Frank Rossi iglesias at axia.it
Wed Apr 7 16:40:46 UTC 1999


Miguel CV wrote:

> But for an analysis of the system as a whole, it's not
> unimportant to add that Italian also has b, d, g; pp, tt, kk and
> bb, dd, gg...  Etruscan *only* had p, t, k and ph, th, kh.

That's correct.

> >All this *may* mean that the Tuscans, wrote "casa" (probably for
> >etymological reasons), but pronounced "hasa".

> That's the only hope the Etruscan substrate theory has: that the
> gorgia went unnoticed and unwritten for over a millennium (maybe
> in remote illiterate areas of Tuscany?) until it became
> fashionable in the Tuscan cities, sometime around 1500...

I'm not expert enough to be an authoritative supporter of either theory.
But what if all speakers in the areas of Northern Tuscany concerned spoke
like this?
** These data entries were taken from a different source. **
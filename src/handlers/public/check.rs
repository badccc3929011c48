use axum::extract::State;
use chrono::Utc;
use rusqlite::Connection;
use serde::Deserialize;

use crate::db::AppState;
use crate::db::cache::LicenseCache;
use crate::db::queries;
use crate::error::Result;
use crate::extractors::Json;
use crate::handlers::public::common::{KeyLookup, LicenseApiResponse, resolve_key};
use crate::licensing;
use crate::models::LicenseStatus;

#[derive(Debug, Deserialize)]
pub struct CheckRequest {
    pub key: String,
    pub product_id: String,
    /// Narrows the answer to one install (`valid` vs `site_inactive`).
    #[serde(default)]
    pub url: Option<String>,
}

pub async fn check(
    State(state): State<AppState>,
    Json(req): Json<CheckRequest>,
) -> Result<Json<LicenseApiResponse>> {
    let mut conn = state.db.get()?;
    let tx = conn.transaction()?;
    let response = process_check(&tx, &state.cache, &req)?;
    tx.commit()?;
    Ok(Json(response))
}

fn process_check(
    conn: &Connection,
    cache: &LicenseCache,
    req: &CheckRequest,
) -> Result<LicenseApiResponse> {
    let (license, product) = match resolve_key(conn, cache, &req.key, &req.product_id)? {
        KeyLookup::Match { license, product } => (license, product),
        KeyLookup::Unknown | KeyLookup::ProductMismatch => {
            return Ok(LicenseApiResponse::invalid());
        }
    };

    let license = licensing::refresh_expiry(conn, cache, &license, Utc::now().timestamp())?;

    // None = no url supplied, Some(None) = url supplied but not activated
    // (unparseable urls count as not activated).
    let site_match = match req.url.as_deref().filter(|u| !u.trim().is_empty()) {
        Some(raw) => match licensing::normalize_site_url(raw) {
            Ok(normalized) => Some(queries::get_activation(conn, &license.id, &normalized)?),
            Err(_) => Some(None),
        },
        None => None,
    };
    if let Some(Some(activation)) = &site_match {
        queries::touch_activation_last_seen(conn, &activation.id)?;
    }

    let state = if license.status == LicenseStatus::Disabled {
        "disabled"
    } else if license.status == LicenseStatus::Expired {
        "expired"
    } else {
        match &site_match {
            Some(Some(_)) => "valid",
            Some(None) => "site_inactive",
            None if license.status == LicenseStatus::Active => "valid",
            None => "inactive",
        }
    };
    LicenseApiResponse::status(conn, &license, &product, state)
}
They wouldn't notice it, and the other Italians wouldn't have
dared to criticise them concerning their own language, at least until the
Italian literary language became consolidated in their own areas (around
1500), as the Americans (Webster, etc.), I assume, would not have
criticised British English before independence, or the Latin Americans
(Bello, etc.) Castilian.

>I must
> say I find that hard to believe.  Rohlfs also objects that the
> Corsican dialects show no trace of the gorgia, despite the
> (physical, not literary) Tuscan influence on Corsican.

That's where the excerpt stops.